Deletion of the major peroxiredoxin Tsa1 alters telomere length homeostasis
Article first published online: 15 MAY 2013
Published 2013. This article is a U.S. Government work and is in the public domain in the USA.
Volume 12, Issue 4, pages 635–644, August 2013
How to Cite
Lu, J., Vallabhaneni, H., Yin, J. and Liu, Y. (2013), Deletion of the major peroxiredoxin Tsa1 alters telomere length homeostasis. Aging Cell, 12: 635–644. doi: 10.1111/acel.12085
- Issue published online: 16 JUL 2013
- Article first published online: 15 MAY 2013
- Accepted manuscript online: 17 APR 2013 05:44AM EST
- Manuscript Accepted: 6 APR 2013
- Intramural Research Program of the NIA, National Institutes of Health
- reactive oxygen species;
- telomere length
Reactive oxygen species (ROS) are proposed to play a major role in telomere length alterations during aging. The mechanisms by which ROS disrupt telomeres remain unclear. In Saccharomyces cerevisiae, telomere DNA consists of TG(1–3) repeats, which are maintained primarily by telomerase. Telomere length maintenance can be modulated by the expression level of telomerase subunits and telomerase activity. Additionally, telomerase-mediated telomere repeat addition is negatively modulated by the levels of telomere-bound Rap1-Rif1-Rif2 protein complex. Using a yeast strain defective in the major peroxiredoxin Tsa1 that is involved in ROS neutralization, we have investigated the effect of defective ROS detoxification on telomere DNA, telomerase, telomere-binding proteins, and telomere length. Surprisingly, the tsa1 mutant does not show significant increase in steady-state levels of oxidative DNA lesions at telomeres. The tsa1 mutant displays abnormal telomere lengthening, and reduction in oxidative exposure alleviates this phenotype.
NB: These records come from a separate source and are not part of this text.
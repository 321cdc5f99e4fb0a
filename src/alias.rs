//! External field names for reads and writes.
//!
//! A field is read (validated) through one or more lookup paths and written
//! (serialized) under one key. Both are derived from the field's explicit
//! aliases, the owning model's [`AliasGenerator`], and the field's
//! [`AliasPriority`]. Resolution happens once, when the model is built.

use std::fmt;
use std::sync::{Arc, OnceLock};

use regex::Regex;

use crate::path::LocItem;
use crate::schema::FieldDescriptor;
use crate::value::Value;

/// A lookup path into nested input, e.g. `["names", 0]`.
///
/// # Example
///
/// ```rust
/// use schemata::{AliasPath, Value};
/// use serde_json::json;
///
/// let input = Value::from(json!({"names": ["Ada", "Lovelace"]}));
/// let path = AliasPath::new("names").index(1);
/// assert_eq!(path.lookup(&input), Some(&Value::from("Lovelace")));
/// ```
#[derive(Debug, Clone, PartialEq, Eq)]
pub struct AliasPath {
    items: Vec<LocItem>,
}

impl AliasPath {
    /// Starts a path at a top-level key.
    pub fn new(first: impl Into<String>) -> Self {
        Self {
            items: vec![LocItem::Key(first.into())],
        }
    }

    /// Descends into a mapping key.
    pub fn key(mut self, key: impl Into<String>) -> Self {
        self.items.push(LocItem::Key(key.into()));
        self
    }

    /// Descends into a sequence element; negative indexes count from the end.
    pub fn index(mut self, index: i64) -> Self {
        self.items.push(LocItem::Index(index));
        self
    }

    pub fn items(&self) -> &[LocItem] {
        &self.items
    }

    /// The top-level key this path consumes from the input.
    pub fn first_key(&self) -> Option<&str> {
        self.items.first().and_then(LocItem::as_key)
    }

    /// Follows the path through dicts, model instances and lists.
    ///
    /// Strings are never indexed into, so `["x", 0]` does not read the first
    /// character of a string `x`.
    pub fn lookup<'v>(&self, input: &'v Value) -> Option<&'v Value> {
        let mut current = input;
        for item in &self.items {
            current = match (item, current) {
                (_, Value::Str(_)) => return None,
                (LocItem::Key(key), value) => value.get(key)?,
                (LocItem::Index(index), Value::List(items)) => {
                    let len = items.len() as i64;
                    let idx = if *index < 0 { len + index } else { *index };
                    if idx < 0 || idx >= len {
                        return None;
                    }
                    &items[idx as usize]
                }
                (LocItem::Index(_), _) => return None,
            };
        }
        Some(current)
    }
}

impl fmt::Display for AliasPath {
    fn fmt(&self, f: &mut fmt::Formatter<'_>) -> fmt::Result {
        for (i, item) in self.items.iter().enumerate() {
            if i > 0 {
                write!(f, ".")?;
            }
            write!(f, "{}", item)?;
        }
        Ok(())
    }
}

/// How a field is looked up during validation.
#[derive(Debug, Clone, PartialEq, Eq)]
pub enum ValidationAlias {
    /// A single top-level key.
    Name(String),
    /// A single nested path.
    Path(AliasPath),
    /// Alternatives tried in order; the first present one wins.
    Choices(Vec<AliasPath>),
}

impl ValidationAlias {
    /// Alternatives from plain names and paths.
    pub fn choices(choices: impl IntoIterator<Item = impl Into<AliasPath>>) -> Self {
        ValidationAlias::Choices(choices.into_iter().map(Into::into).collect())
    }

    fn paths(&self) -> Vec<AliasPath> {
        match self {
            ValidationAlias::Name(name) => vec![AliasPath::new(name.clone())],
            ValidationAlias::Path(path) => vec![path.clone()],
            ValidationAlias::Choices(paths) => paths.clone(),
        }
    }
}

impl From<&str> for AliasPath {
    fn from(name: &str) -> Self {
        AliasPath::new(name)
    }
}

impl From<&str> for ValidationAlias {
    fn from(name: &str) -> Self {
        ValidationAlias::Name(name.to_string())
    }
}

impl From<String> for ValidationAlias {
    fn from(name: String) -> Self {
        ValidationAlias::Name(name)
    }
}

impl From<AliasPath> for ValidationAlias {
    fn from(path: AliasPath) -> Self {
        ValidationAlias::Path(path)
    }
}

/// Precedence of a field's explicit aliases over a model's generator.
#[derive(Debug, Clone, Copy, PartialEq, Eq, PartialOrd, Ord)]
pub enum AliasPriority {
    /// The generator replaces the field's aliases.
    Generated = 1,
    /// The field's explicit aliases win; the generator only fills gaps.
    Explicit = 2,
}

pub type AliasFn = Arc<dyn Fn(&str) -> String + Send + Sync>;
pub type ValidationAliasFn = Arc<dyn Fn(&str) -> ValidationAlias + Send + Sync>;

/// Model-level alias synthesis, bound into the model's config.
#[derive(Clone, Default)]
pub struct AliasGenerator {
    alias: Option<AliasFn>,
    validation_alias: Option<ValidationAliasFn>,
    serialization_alias: Option<AliasFn>,
}

impl AliasGenerator {
    /// A generator producing the shared alias.
    pub fn new<F>(f: F) -> Self
    where
        F: Fn(&str) -> String + Send + Sync + 'static,
    {
        Self {
            alias: Some(Arc::new(f)),
            ..Self::default()
        }
    }

    /// Adds a generator for validation aliases.
    pub fn validation<F>(mut self, f: F) -> Self
    where
        F: Fn(&str) -> ValidationAlias + Send + Sync + 'static,
    {
        self.validation_alias = Some(Arc::new(f));
        self
    }

    /// Adds a generator for serialization aliases.
    pub fn serialization<F>(mut self, f: F) -> Self
    where
        F: Fn(&str) -> String + Send + Sync + 'static,
    {
        self.serialization_alias = Some(Arc::new(f));
        self
    }

    pub fn camel() -> Self {
        Self::new(to_camel)
    }

    pub fn pascal() -> Self {
        Self::new(to_pascal)
    }

    pub fn snake() -> Self {
        Self::new(to_snake)
    }

    fn generate(&self, name: &str) -> (Option<String>, Option<ValidationAlias>, Option<String>) {
        (
            self.alias.as_ref().map(|f| f(name)),
            self.validation_alias.as_ref().map(|f| f(name)),
            self.serialization_alias.as_ref().map(|f| f(name)),
        )
    }
}

impl fmt::Debug for AliasGenerator {
    fn fmt(&self, f: &mut fmt::Formatter<'_>) -> fmt::Result {
        f.debug_struct("AliasGenerator")
            .field("alias", &self.alias.is_some())
            .field("validation_alias", &self.validation_alias.is_some())
            .field("serialization_alias", &self.serialization_alias.is_some())
            .finish()
    }
}

/// A field's effective external names.
#[derive(Debug, Clone, PartialEq, Eq)]
pub struct ResolvedAliases {
    /// Lookup paths in the order they are tried.
    pub validation: Vec<AliasPath>,
    /// The key written when dumping by alias.
    pub serialization: String,
}

/// Computes [`ResolvedAliases`] for fields.
pub struct AliasResolver;

impl AliasResolver {
    /// Resolves one field against an optional model-level generator.
    pub fn resolve(field: &FieldDescriptor, generator: Option<&AliasGenerator>) -> ResolvedAliases {
        let mut alias = field.alias.clone();
        let mut validation = field.validation_alias.clone();
        let mut serialization = field.serialization_alias.clone();

        if let Some(generator) = generator {
            let replace = field
                .alias_priority
                .map_or(true, |p| p == AliasPriority::Generated);
            if replace || alias.is_none() || validation.is_none() || serialization.is_none() {
                let (g_alias, g_validation, g_serialization) = generator.generate(&field.name);
                if replace {
                    if g_alias.is_some() {
                        alias = g_alias.clone();
                    }
                    if let Some(v) = g_validation.clone().or_else(|| g_alias.clone().map(ValidationAlias::Name)) {
                        validation = Some(v);
                    }
                    if let Some(s) = g_serialization.clone().or_else(|| g_alias.clone()) {
                        serialization = Some(s);
                    }
                }
                if alias.is_none() {
                    alias = g_alias.clone();
                }
                if validation.is_none() {
                    validation = g_validation.or_else(|| g_alias.clone().map(ValidationAlias::Name));
                }
                if serialization.is_none() {
                    serialization = g_serialization.or(g_alias);
                }
            }
        }

        let validation = validation
            .map(|v| v.paths())
            .or_else(|| alias.clone().map(|a| vec![AliasPath::new(a)]))
            .unwrap_or_else(|| vec![AliasPath::new(field.name.clone())]);
        let serialization = serialization
            .or(alias)
            .unwrap_or_else(|| field.name.clone());

        ResolvedAliases {
            validation,
            serialization,
        }
    }

    /// Finds the first lookup path present in `input`.
    ///
    /// With `populate_by_name`, the canonical name is tried after the aliases.
    pub fn read<'v>(
        resolved: &ResolvedAliases,
        name: &str,
        populate_by_name: bool,
        input: &'v Value,
    ) -> Option<(AliasPath, &'v Value)> {
        for path in &resolved.validation {
            if let Some(value) = path.lookup(input) {
                return Some((path.clone(), value));
            }
        }
        if populate_by_name {
            let by_name = AliasPath::new(name);
            if let Some(value) = by_name.lookup(input) {
                return Some((by_name, value));
            }
        }
        None
    }
}

fn title_case(input: &str) -> String {
    let mut out = String::with_capacity(input.len());
    let mut prev_cased = false;
    for c in input.chars() {
        if c.is_alphabetic() {
            if prev_cased {
                out.extend(c.to_lowercase());
            } else {
                out.extend(c.to_uppercase());
            }
            prev_cased = true;
        } else {
            out.push(c);
            prev_cased = false;
        }
    }
    out
}

/// Converts `snake_case` to `PascalCase`.
pub fn to_pascal(snake: &str) -> String {
    let titled: Vec<char> = title_case(snake).chars().collect();
    let mut out = String::with_capacity(titled.len());
    for (i, c) in titled.iter().enumerate() {
        let joins = *c == '_'
            && i > 0
            && titled[i - 1].is_ascii_alphanumeric()
            && titled
                .get(i + 1)
                .is_some_and(|n| n.is_ascii_digit() || n.is_ascii_uppercase());
        if !joins {
            out.push(*c);
        }
    }
    out
}

fn already_camel() -> &'static Regex {
    static RE: OnceLock<Regex> = OnceLock::new();
    RE.get_or_init(|| Regex::new(r"^[a-z]+[A-Za-z0-9]*$").expect("pattern is valid"))
}

fn digit_then_lower() -> &'static Regex {
    static RE: OnceLock<Regex> = OnceLock::new();
    RE.get_or_init(|| Regex::new(r"\d[a-z]").expect("pattern is valid"))
}

/// Converts `snake_case` to `camelCase`; strings already in camelCase are
/// returned unchanged.
pub fn to_camel(snake: &str) -> String {
    if already_camel().is_match(snake) && !digit_then_lower().is_match(snake) {
        return snake.to_string();
    }
    let pascal = to_pascal(snake);
    let leading = pascal.chars().take_while(|c| *c == '_').count();
    let mut out = String::with_capacity(pascal.len());
    for (i, c) in pascal.chars().enumerate() {
        if i == leading && c.is_ascii_uppercase() {
            out.push(c.to_ascii_lowercase());
        } else {
            out.push(c);
        }
    }
    out
}

fn snake_rules() -> &'static [(Regex, &'static str); 4] {
    static RULES: OnceLock<[(Regex, &'static str); 4]> = OnceLock::new();
    RULES.get_or_init(|| {
        let compile = |p: &str| Regex::new(p).expect("pattern is valid");
        [
            (compile(r"([A-Z]+)([A-Z][a-z])"), "${1}_${2}"),
            (compile(r"([a-z])([A-Z])"), "${1}_${2}"),
            (compile(r"([0-9])([A-Z])"), "${1}_${2}"),
            (compile(r"([a-z])([0-9])"), "${1}_${2}"),
        ]
    })
}

/// Converts `PascalCase`, `camelCase` or `kebab-case` to `snake_case`.
pub fn to_snake(camel: &str) -> String {
    let mut snake = camel.to_string();
    for (re, replacement) in snake_rules() {
        snake = re.replace_all(&snake, *replacement).into_owned();
    }
    snake.replace('-', "_").to_lowercase()
}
The telomere lengthening in the tsa1 cells was abolished by disruption of Est2, subtelomeric DNA, Rap1 C-terminus, or Rif2, but not by Rif1 deletion. Although telomerase expression and activity are not altered, telomere-bound Est2 is increased, while telomere-bound Rap1 is reduced in the tsa1 mutant. We propose that defective ROS scavenging can interfere with pathways that are critical in controlling telomere length homeostasis.